Aviètu e il «figlio della pace».
la nostra partenza da Nunnu Questo fù l’ultimo affare terminato la mattina medesima della nostra partenza mentre quasi tutto Nunnu si stava radunando per accompagnarci. Benché io avessi [p. 443] protestato di non volere regali, pure ho veduto una gran quantità di [di] animali di ogni genere, persino cavalli. Il piccolo cavalierino figlio di Natan aveva il suo cavallo sellato, e l’altro giovane mio figlio della pace anch’egli ne aveva uno per se ben fornito ed un’altro per un giovane che lo seguiva; tutti [e] due poi avevano ciascheduno una vacca da latte ed alcuni bovi. Conobbi allora il Padre della sposa, il quale volle egli pure regalarmi due buoi; così alcuni altri; Pecore poi e capre ve ne erano molte. Tutti gli animali di Nunnu uniti a quelli di Gombò e di Giarri componevano una bella mandra. Lo stesso mussulmano guarito anche egli dal vaïvolo con una parte della sua famiglia non lasciò di mandare anche egli qualche cosa. Così frà una popolazione numerosissima abbiamo lasciato Nunnu. Tutta la popolazione ci accompagnò sino al deserto, e poi se ne ritornò restando con noi una cinquantina di cavalieri.

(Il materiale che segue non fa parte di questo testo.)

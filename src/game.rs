/// The fixed-tick game loop.
///
/// `Game::tick` runs one tick's phases in a fixed order: input and timers,
/// motion, collisions, reaping. `run` wraps it with frame pacing and
/// rendering until the game ends or the player quits.

use std::time::Duration;

use rand::Rng;
use tracing::{info, trace};

use crate::assets::{AssetProvider, SpriteSizes};
use crate::collision::{self, CollisionReport};
use crate::config::GameConfig;
use crate::display::{FrameInfo, RenderSink};
use crate::entities::{Entity, Fate, GameStatus, Role, Size, Wreck};
use crate::error::Result;
use crate::input::{InputSignal, InputSource, Intent};
use crate::pacer::Pace;
use crate::registry::{EntityRegistry, Group};
use crate::spawner::{self, Spawner};

#[derive(Clone, Copy, Debug, PartialEq, Eq)]
pub enum TickOutcome {
    Continue,
    GameOver,
    Quit,
}

#[derive(Clone, Copy, Debug, PartialEq, Eq)]
pub enum LoopOutcome {
    GameOver,
    Quit,
}

pub struct Game<'a, R: Rng> {
    config: &'a GameConfig,
    sprites: SpriteSizes,
    registry: EntityRegistry,
    spawner: Spawner,
    status: GameStatus,
    intent: Intent,
    wrecks: Vec<Wreck>,
    ticks: u64,
    last_collisions: CollisionReport,
    rng: R,
}

impl<'a, R: Rng> Game<'a, R> {
    /// Validate the configuration, resolve sprite sizes and place the
    /// backgrounds and the hero.
    pub fn new<A: AssetProvider + ?Sized>(config: &'a GameConfig, assets: &A, rng: R) -> Result<Self> {
        config.validate()?;
        let sprites = SpriteSizes::load(assets)?;
        let registry = EntityRegistry::new(
            spawner::backgrounds(config, sprites.background),
            spawner::hero(config, sprites.hero),
        );
        Ok(Self {
            config,
            sprites,
            registry,
            spawner: Spawner::new(config),
            status: GameStatus::Playing,
            intent: Intent::Idle,
            wrecks: Vec::new(),
            ticks: 0,
            last_collisions: CollisionReport::default(),
            rng,
        })
    }

    pub fn status(&self) -> GameStatus {
        self.status
    }

    pub fn registry(&self) -> &EntityRegistry {
        &self.registry
    }

    /// Direct registry access for staging scenarios in tests and tools.
    pub fn registry_mut(&mut self) -> &mut EntityRegistry {
        &mut self.registry
    }

    pub fn wrecks(&self) -> &[Wreck] {
        &self.wrecks
    }

    pub fn ticks(&self) -> u64 {
        self.ticks
    }

    pub fn intent(&self) -> Intent {
        self.intent
    }

    pub fn last_collisions(&self) -> CollisionReport {
        self.last_collisions
    }

    /// Add one freshly spawned enemy.
    pub fn spawn_enemy(&mut self) {
        let enemy = spawner::spawn_enemy(self.config, self.sprites.enemy, &mut self.rng);
        self.registry.add_enemy(enemy);
    }

    /// Fire a volley from the hero. Does nothing once the hero is gone.
    /// Returns the number of bullets added.
    pub fn fire(&mut self) -> usize {
        if self.status != GameStatus::Playing {
            return 0;
        }
        let Some(hero) = self.registry.hero() else {
            return 0;
        };
        let volley = spawner::fire_volley(hero, self.config, self.sprites.bullet);
        let count = volley.len();
        self.registry.add_bullets(volley);
        count
    }

    /// Run one tick. A finished game is left untouched.
    ///
    /// # Panics
    ///
    /// If the hero is missing while the game is still playing.
    pub fn tick(&mut self, input: &mut impl InputSource, dt: Duration) -> TickOutcome {
        if self.status == GameStatus::GameOver {
            return TickOutcome::GameOver;
        }

        // ── 1. Input and timers ──────────────────────────────────────────────
        input.begin_tick();
        for signal in input.drain() {
            match signal {
                InputSignal::Quit => return TickOutcome::Quit,
                InputSignal::Move(intent) => self.intent = intent,
            }
        }
        let hero_speed = self.intent.speed(self.config.hero_move_speed);
        self.registry
            .hero_mut()
            .expect("hero must be present while playing")
            .speed = hero_speed;

        let firings = self.spawner.advance(dt);
        if firings.spawn_enemy {
            self.spawn_enemy();
        }
        if firings.hero_fire {
            self.fire();
        }

        // ── 2. Motion ────────────────────────────────────────────────────────
        self.registry.update_all(&self.config.screen);
        self.age_wrecks();

        // ── 3. Collisions ────────────────────────────────────────────────────
        self.last_collisions = collision::resolve(&mut self.registry);
        if self.last_collisions.hero_destroyed {
            self.status = GameStatus::GameOver;
        }

        // ── 4. Reap ──────────────────────────────────────────────────────────
        let wrecks = &mut self.wrecks;
        let wreck_size = self.sprites.enemy_wreck;
        let wreck_frames = self.config.wreck_frames;
        self.registry.reap(|entity, fate| {
            if let Some(wreck) = on_remove(entity, fate, wreck_size, wreck_frames) {
                wrecks.push(wreck);
            }
        });

        self.ticks += 1;
        match self.status {
            GameStatus::Playing => TickOutcome::Continue,
            GameStatus::GameOver => {
                info!(ticks = self.ticks, "hero destroyed, game over");
                TickOutcome::GameOver
            }
        }
    }

    /// Hand the current frame to a render sink.
    pub fn render(&self, sink: &mut impl RenderSink) -> Result<()> {
        sink.begin_frame()?;
        for group in Group::ALL {
            sink.draw(group, self.registry.group(group))?;
        }
        sink.draw_wrecks(&self.wrecks)?;
        sink.present(&FrameInfo {
            tick: self.ticks,
            status: self.status,
            enemies: self.registry.enemies().len(),
            bullets: self.registry.bullets().len(),
        })
    }

    fn age_wrecks(&mut self) {
        self.wrecks.retain_mut(|wreck| {
            wreck.frames_left = wreck.frames_left.saturating_sub(1);
            wreck.frames_left > 0
        });
    }
}

/// Removal hook, run once per reaped entity. Enemies shot down leave a
/// wreck behind; anything that simply flew off screen does not.
fn on_remove(entity: &Entity, fate: Fate, wreck_size: Size, frames: u32) -> Option<Wreck> {
    trace!(role = ?entity.role(), ?fate, x = entity.x, y = entity.y, "entity removed");
    match (entity.role(), fate) {
        (Role::Enemy, Fate::Collided) if frames > 0 => Some(Wreck {
            x: entity.center_x() - wreck_size.width / 2,
            y: entity.bottom() - wreck_size.height,
            size: wreck_size,
            frames_left: frames,
        }),
        _ => None,
    }
}

/// Drive `game` until the hero dies or the player quits.
pub fn run<R: Rng>(
    game: &mut Game<'_, R>,
    input: &mut impl InputSource,
    pacer: &mut impl Pace,
    sink: &mut impl RenderSink,
) -> Result<LoopOutcome> {
    info!(
        width = game.config.screen.width,
        height = game.config.screen.height,
        frame_rate = game.config.frame_rate,
        "game started"
    );
    loop {
        let dt = pacer.wait();
        match game.tick(input, dt) {
            TickOutcome::Continue => game.render(sink)?,
            TickOutcome::GameOver => {
                game.render(sink)?;
                return Ok(LoopOutcome::GameOver);
            }
            TickOutcome::Quit => {
                info!(ticks = game.ticks, "player quit");
                return Ok(LoopOutcome::Quit);
            }
        }
    }
}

i confini di Nunnu e di Gudrù. Il deserto dei confini è una strizia di terra senza case, la quale non arriva ad una lega, divisa per lo più da un fiumicello che segna i confini dei due paesi; in tempo di guerra è abbandonata affatto, ma in tempo di pace sono tutti pascoli semipublici, dove le mandre dei due paesi [p. 444] si avvicinano, ciascheduna nei suoi confini, ed i pastori dei due paesi fanno anche dei combattimenti finti per divertimento. Il mio giovane mi fece vedere il luogo, dove il suo avo cadde ferito da Plauden, e [restò] morto quasi subito. Dove fu colpito questo gran personagio era già confine di Gudrù, benché in tempo di guerra i detti confini siano primi occupantis fortioris. Appena entrati in quel deserto, dalla parte opposta si vedeva lontano la piccola armata di Gama che ci aspettava; appena ci viddero con una buona galoppata ci furono adosso al fiume, dove noi pure aspettavamo.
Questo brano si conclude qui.